The latest on the sorry front is Paula Deen, whose name alone can spark arteries to harden. The queen of decadent cooking, the big-haired personification of American indulgence, not only used racist language but made herself look worse by trying to explain it.

Sure, her logic went, she used the N-word. But she used it as a joke, she said in a deposition relating to a discrimination lawsuit filed by a former employee. She also said in the deposition that she taught her children not to use that word in a mean way, as if there magically were some nice ways to use it.

This isn’t yet another piece to hang the Countess of Cholesterol out to dry. She’s just the latest in a long line of people who have this odd notion that if they take some of the rudest, most offensive notions in our culture and make a joke out them, suddenly they magically aren’t offensive anymore.

“I can't, myself, determine what offends another person,” Deen said in the deposition, echoing the same sorry words of so many before her.

In this day and age, how is that possible? I know it happens all the time, but how does one get through life without grasping that using horrible language might just possibly offend someone? Deen’s behavior doesn’t show racism as much as it shows a willful oblivion, an arrogance to never stray from your way of thinking, to never ever see beyond your small butter-slathered world.

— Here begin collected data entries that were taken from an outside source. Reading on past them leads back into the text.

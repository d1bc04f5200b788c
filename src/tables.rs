/// Contains lookup tables and other computation functions that provide
/// reference data needed for decoding a QR code, such as the codeword
/// capacity and error correction block structure of each symbol
/// configuration.

use crate::config::{ECCLevel, SymbolConfig};

use lazy_static::lazy_static;
use std::collections::HashMap;

/// Symbol side length in modules for the given version.
pub fn qr_size(version: u8) -> usize {
    17 + 4 * version as usize
}

// total number of codewords per symbol, indexed by version - 1
static TOTAL_CODEWORDS: [u32; 40] = [
      26,   44,   70,  100,  134,  172,  196,  242,  292,  346,
     404,  466,  532,  581,  655,  733,  815,  901,  991, 1085,
    1156, 1258, 1364, 1474, 1588, 1706, 1828, 1921, 2051, 2185,
    2323, 2465, 2611, 2761, 2876, 3034, 3196, 3362, 3532, 3706,
];

/// Total number of codewords (data plus error correction) in a symbol
/// of the given version.
pub fn total_codewords(version: u8) -> u32 {
    TOTAL_CODEWORDS[(version - 1) as usize]
}

#[derive(Clone,Copy,Hash,Eq,PartialEq,Debug)]
pub struct BlockStructure {
    pub check_words: u32,   // error correction codewords over the whole symbol
    pub blocks: u32,        // number of interleaved blocks
}

impl BlockStructure {
    pub const fn new(check_words: u32, blocks: u32) -> BlockStructure {
        BlockStructure { check_words, blocks }
    }
}

macro_rules! define_block_table {
    {$(
        $version:expr,
        $ecc:ident,
        $check_words:expr,
        $blocks:expr;
    )*} => {
        lazy_static! {
            pub static ref BLOCK_STRUCTURE_TABLE: HashMap<SymbolConfig, BlockStructure> = [
                $(
                    (SymbolConfig::new($version, ECCLevel::$ecc), BlockStructure::new($check_words, $blocks)),
                )*
            ].iter().copied().collect();
        }
    }
}

define_block_table!(
     1, L,    7,  1;   1, M,   10,  1;   1, Q,   13,  1;   1, H,   17,  1;
     2, L,   10,  1;   2, M,   16,  1;   2, Q,   22,  1;   2, H,   28,  1;
     3, L,   15,  1;   3, M,   26,  1;   3, Q,   36,  2;   3, H,   44,  2;
     4, L,   20,  1;   4, M,   36,  2;   4, Q,   52,  2;   4, H,   64,  4;
     5, L,   26,  1;   5, M,   48,  2;   5, Q,   72,  4;   5, H,   88,  4;
     6, L,   36,  2;   6, M,   64,  4;   6, Q,   96,  4;   6, H,  112,  4;
     7, L,   40,  2;   7, M,   72,  4;   7, Q,  108,  6;   7, H,  130,  5;
     8, L,   48,  2;   8, M,   88,  4;   8, Q,  132,  6;   8, H,  156,  6;
     9, L,   60,  2;   9, M,  110,  5;   9, Q,  160,  8;   9, H,  192,  8;
    10, L,   72,  4;  10, M,  130,  5;  10, Q,  192,  8;  10, H,  224,  8;
    11, L,   80,  4;  11, M,  150,  5;  11, Q,  224,  8;  11, H,  264, 11;
    12, L,   96,  4;  12, M,  176,  8;  12, Q,  260, 10;  12, H,  308, 11;
    13, L,  104,  4;  13, M,  198,  9;  13, Q,  288, 12;  13, H,  352, 16;
    14, L,  120,  4;  14, M,  216,  9;  14, Q,  320, 16;  14, H,  384, 16;
    15, L,  132,  6;  15, M,  240, 10;  15, Q,  360, 12;  15, H,  432, 18;
    16, L,  144,  6;  16, M,  280, 10;  16, Q,  408, 17;  16, H,  480, 16;
    17, L,  168,  6;  17, M,  308, 11;  17, Q,  448, 16;  17, H,  532, 19;
    18, L,  180,  6;  18, M,  338, 13;  18, Q,  504, 18;  18, H,  588, 21;
    19, L,  196,  7;  19, M,  364, 14;  19, Q,  546, 21;  19, H,  650, 25;
    20, L,  224,  8;  20, M,  416, 16;  20, Q,  600, 20;  20, H,  700, 25;
    21, L,  224,  8;  21, M,  442, 17;  21, Q,  644, 23;  21, H,  750, 25;
    22, L,  252,  9;  22, M,  476, 17;  22, Q,  690, 23;  22, H,  816, 34;
    23, L,  270,  9;  23, M,  504, 18;  23, Q,  750, 25;  23, H,  900, 30;
    24, L,  300, 10;  24, M,  560, 20;  24, Q,  810, 27;  24, H,  960, 32;
    25, L,  312, 12;  25, M,  588, 21;  25, Q,  870, 29;  25, H, 1050, 35;
    26, L,  336, 12;  26, M,  644, 23;  26, Q,  952, 34;  26, H, 1110, 37;
    27, L,  360, 12;  27, M,  700, 25;  27, Q, 1020, 34;  27, H, 1200, 40;
    28, L,  390, 13;  28, M,  728, 26;  28, Q, 1050, 35;  28, H, 1260, 42;
    29, L,  420, 14;  29, M,  784, 28;  29, Q, 1140, 38;  29, H, 1350, 45;
    30, L,  450, 15;  30, M,  812, 29;  30, Q, 1200, 40;  30, H, 1440, 48;
    31, L,  480, 16;  31, M,  868, 31;  31, Q, 1290, 43;  31, H, 1530, 51;
    32, L,  510, 17;  32, M,  924, 33;  32, Q, 1350, 45;  32, H, 1620, 54;
    33, L,  540, 18;  33, M,  980, 35;  33, Q, 1440, 48;  33, H, 1710, 57;
    34, L,  570, 19;  34, M, 1036, 37;  34, Q, 1530, 51;  34, H, 1800, 60;
    35, L,  570, 19;  35, M, 1064, 38;  35, Q, 1590, 53;  35, H, 1890, 63;
    36, L,  600, 20;  36, M, 1120, 40;  36, Q, 1680, 56;  36, H, 1980, 66;
    37, L,  630, 21;  37, M, 1204, 43;  37, Q, 1770, 59;  37, H, 2100, 70;
    38, L,  660, 22;  38, M, 1260, 45;  38, Q, 1860, 62;  38, H, 2220, 74;
    39, L,  720, 24;  39, M, 1316, 47;  39, Q, 1950, 65;  39, H, 2310, 77;
    40, L,  750, 25;  40, M, 1372, 49;  40, Q, 2040, 68;  40, H, 2430, 81;
);

/// Convenience function that just indexes into the static table
pub fn block_structure(config: SymbolConfig) -> BlockStructure {
    BLOCK_STRUCTURE_TABLE[&config]
}

// alignment pattern center coordinates per row of table E.1 in Annex E,
// indexed by version - 1
static ALIGNMENT_COORDS: [&[usize]; 40] = [
    &[6],
    &[6, 18],
    &[6, 22],
    &[6, 26],
    &[6, 30],
    &[6, 34],
    &[6, 22, 38],
    &[6, 24, 42],
    &[6, 26, 46],
    &[6, 28, 50],
    &[6, 30, 54],
    &[6, 32, 58],
    &[6, 34, 62],
    &[6, 26, 46, 66],
    &[6, 26, 48, 70],
    &[6, 26, 50, 74],
    &[6, 30, 54, 78],
    &[6, 30, 56, 82],
    &[6, 30, 58, 86],
    &[6, 34, 62, 90],
    &[6, 28, 50, 72, 94],
    &[6, 26, 50, 74, 98],
    &[6, 30, 54, 78, 102],
    &[6, 28, 54, 80, 106],
    &[6, 32, 58, 84, 110],
    &[6, 30, 58, 86, 114],
    &[6, 34, 62, 90, 118],
    &[6, 26, 50, 74, 98, 122],
    &[6, 30, 54, 78, 102, 126],
    &[6, 26, 52, 78, 104, 130],
    &[6, 30, 56, 82, 108, 134],
    &[6, 34, 60, 86, 112, 138],
    &[6, 30, 58, 86, 114, 142],
    &[6, 34, 62, 90, 118, 146],
    &[6, 30, 54, 78, 102, 126, 150],
    &[6, 24, 50, 76, 102, 128, 154],
    &[6, 28, 54, 80, 106, 132, 158],
    &[6, 32, 58, 84, 110, 136, 162],
    &[6, 26, 54, 82, 110, 138, 166],
    &[6, 30, 58, 86, 114, 142, 170],
];

/// The alignment pattern coordinates of the given version, one row of
/// table E.1 in Annex E of the standard. Used for both axes.
pub fn alignment_coord_list(version: u8) -> &'static [usize] {
    ALIGNMENT_COORDS[(version - 1) as usize]
}

/// Alignment pattern centers of a symbol as (x, y) pairs: the full grid
/// spanned by the coordinate row, minus the three grid corners that sit
/// inside finder patterns.
pub fn alignment_pattern_points(version: u8) -> Vec<(usize, usize)> {
    let coords = alignment_coord_list(version);
    let first = coords[0];
    let last = coords[coords.len() - 1];

    let mut points = Vec::with_capacity(coords.len() * coords.len());
    for &y in coords {
        for &x in coords {
            points.push((x, y));
        }
    }
    // coordinates are strictly increasing, so comparing against the
    // row extremes singles out the UL, UR and DL grid corners
    points.retain(|&(x, y)| {
        !((x == first && y == first) || (x == last && y == first) || (x == first && y == last))
    });
    points
}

I’m a little touchy about the Paula Deen situation. It has nothing to do with the fall of a food icon and everything to do with bringing to the fore the thing that I am ashamed of most in my life – thinking racial things were funny.

Admittedly, this is when I was in high school and not exactly an intellectual. But I was brought up in a very kind and loving household where not only was the N-word banned, so was the use of “redskin.” In grade school, there were no black kids at my school but there were Native American kids and I heard both those words thrown at them as early as the first grade. And I knew it was wrong.

I grew up in a very white area that while not being notably racist, it didn’t keep me from hearing the N-word over the years. I even remember hearing a grown-up I knew and loved talk about the election of Tom Bradley as mayor of Los Angeles, saying that although he wouldn’t want an N-word as his mayor, it’s probably good that a place that had so many of them had one of their own kind to lead them.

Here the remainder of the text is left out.